What is being asked:
Look for "Debug" in each line of the entries, and return the matching lines.

Entries taken from a collection:
<<<<
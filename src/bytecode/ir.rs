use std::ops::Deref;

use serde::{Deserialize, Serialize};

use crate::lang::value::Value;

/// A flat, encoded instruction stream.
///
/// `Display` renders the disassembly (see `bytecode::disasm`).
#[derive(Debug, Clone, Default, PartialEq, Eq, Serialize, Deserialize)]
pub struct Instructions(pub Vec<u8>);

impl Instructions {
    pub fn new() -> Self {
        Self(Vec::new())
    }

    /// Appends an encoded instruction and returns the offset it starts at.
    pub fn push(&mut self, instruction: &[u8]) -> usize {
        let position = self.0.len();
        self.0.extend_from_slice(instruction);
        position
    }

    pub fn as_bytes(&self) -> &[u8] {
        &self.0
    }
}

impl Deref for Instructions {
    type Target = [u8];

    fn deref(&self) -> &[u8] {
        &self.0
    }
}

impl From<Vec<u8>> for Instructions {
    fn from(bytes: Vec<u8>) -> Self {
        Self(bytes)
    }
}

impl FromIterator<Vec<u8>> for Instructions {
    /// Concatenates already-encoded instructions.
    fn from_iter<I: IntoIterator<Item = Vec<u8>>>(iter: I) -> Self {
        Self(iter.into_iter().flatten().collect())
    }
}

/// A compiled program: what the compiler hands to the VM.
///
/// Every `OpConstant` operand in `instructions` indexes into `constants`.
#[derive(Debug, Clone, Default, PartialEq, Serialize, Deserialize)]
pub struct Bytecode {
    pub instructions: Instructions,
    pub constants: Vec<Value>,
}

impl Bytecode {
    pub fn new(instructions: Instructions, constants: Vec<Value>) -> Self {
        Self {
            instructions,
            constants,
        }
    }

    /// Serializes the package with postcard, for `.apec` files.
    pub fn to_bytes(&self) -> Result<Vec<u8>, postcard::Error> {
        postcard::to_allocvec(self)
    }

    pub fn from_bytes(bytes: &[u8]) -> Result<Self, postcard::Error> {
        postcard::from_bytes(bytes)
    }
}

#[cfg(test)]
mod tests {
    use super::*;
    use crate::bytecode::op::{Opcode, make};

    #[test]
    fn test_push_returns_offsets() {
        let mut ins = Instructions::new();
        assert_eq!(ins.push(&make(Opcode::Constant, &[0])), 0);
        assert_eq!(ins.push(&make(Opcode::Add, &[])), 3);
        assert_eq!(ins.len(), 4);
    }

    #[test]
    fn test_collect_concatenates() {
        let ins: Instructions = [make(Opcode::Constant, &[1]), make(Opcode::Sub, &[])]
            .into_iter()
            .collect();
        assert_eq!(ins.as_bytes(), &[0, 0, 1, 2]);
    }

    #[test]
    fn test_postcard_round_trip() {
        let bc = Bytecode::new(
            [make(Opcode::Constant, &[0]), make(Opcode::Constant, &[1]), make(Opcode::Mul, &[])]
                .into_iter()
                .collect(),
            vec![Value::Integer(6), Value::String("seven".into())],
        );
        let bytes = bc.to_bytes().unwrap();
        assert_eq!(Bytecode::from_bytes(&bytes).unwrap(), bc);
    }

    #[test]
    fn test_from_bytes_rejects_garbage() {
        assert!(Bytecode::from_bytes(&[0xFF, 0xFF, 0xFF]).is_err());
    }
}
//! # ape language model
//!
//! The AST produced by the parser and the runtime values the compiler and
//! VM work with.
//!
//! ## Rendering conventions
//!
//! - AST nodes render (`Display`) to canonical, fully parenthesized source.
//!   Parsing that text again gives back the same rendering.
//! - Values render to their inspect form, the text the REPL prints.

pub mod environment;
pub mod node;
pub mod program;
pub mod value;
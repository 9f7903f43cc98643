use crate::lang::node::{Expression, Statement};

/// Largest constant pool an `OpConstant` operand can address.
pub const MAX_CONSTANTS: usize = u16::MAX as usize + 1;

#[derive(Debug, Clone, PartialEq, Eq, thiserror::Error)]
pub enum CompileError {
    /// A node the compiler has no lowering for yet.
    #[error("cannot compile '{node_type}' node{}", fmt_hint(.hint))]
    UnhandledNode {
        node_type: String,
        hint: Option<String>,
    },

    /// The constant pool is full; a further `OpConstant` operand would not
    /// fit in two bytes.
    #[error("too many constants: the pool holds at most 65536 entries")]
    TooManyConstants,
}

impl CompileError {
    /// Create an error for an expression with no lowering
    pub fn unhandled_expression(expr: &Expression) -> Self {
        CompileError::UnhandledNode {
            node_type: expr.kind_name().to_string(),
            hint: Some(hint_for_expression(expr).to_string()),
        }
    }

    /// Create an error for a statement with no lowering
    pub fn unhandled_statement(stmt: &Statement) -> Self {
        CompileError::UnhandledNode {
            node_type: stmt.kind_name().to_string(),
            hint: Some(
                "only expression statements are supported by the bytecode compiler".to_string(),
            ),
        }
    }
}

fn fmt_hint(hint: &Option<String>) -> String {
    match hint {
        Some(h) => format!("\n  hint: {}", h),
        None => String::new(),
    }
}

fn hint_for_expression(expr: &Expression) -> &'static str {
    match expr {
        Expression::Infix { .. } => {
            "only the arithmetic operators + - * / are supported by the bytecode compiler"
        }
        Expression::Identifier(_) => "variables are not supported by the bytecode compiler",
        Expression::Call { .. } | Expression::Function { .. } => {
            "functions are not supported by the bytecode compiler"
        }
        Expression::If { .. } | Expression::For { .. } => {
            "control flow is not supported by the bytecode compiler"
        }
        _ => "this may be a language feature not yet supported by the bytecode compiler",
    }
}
>>>>
Your solution:
#[derive(Debug, Clone, Default, PartialEq, Eq, Serialize, Deserialize)]
#[derive(Debug, Clone, Default, PartialEq, Serialize, Deserialize)]
#[derive(Debug, Clone, PartialEq, Eq, thiserror::Error)]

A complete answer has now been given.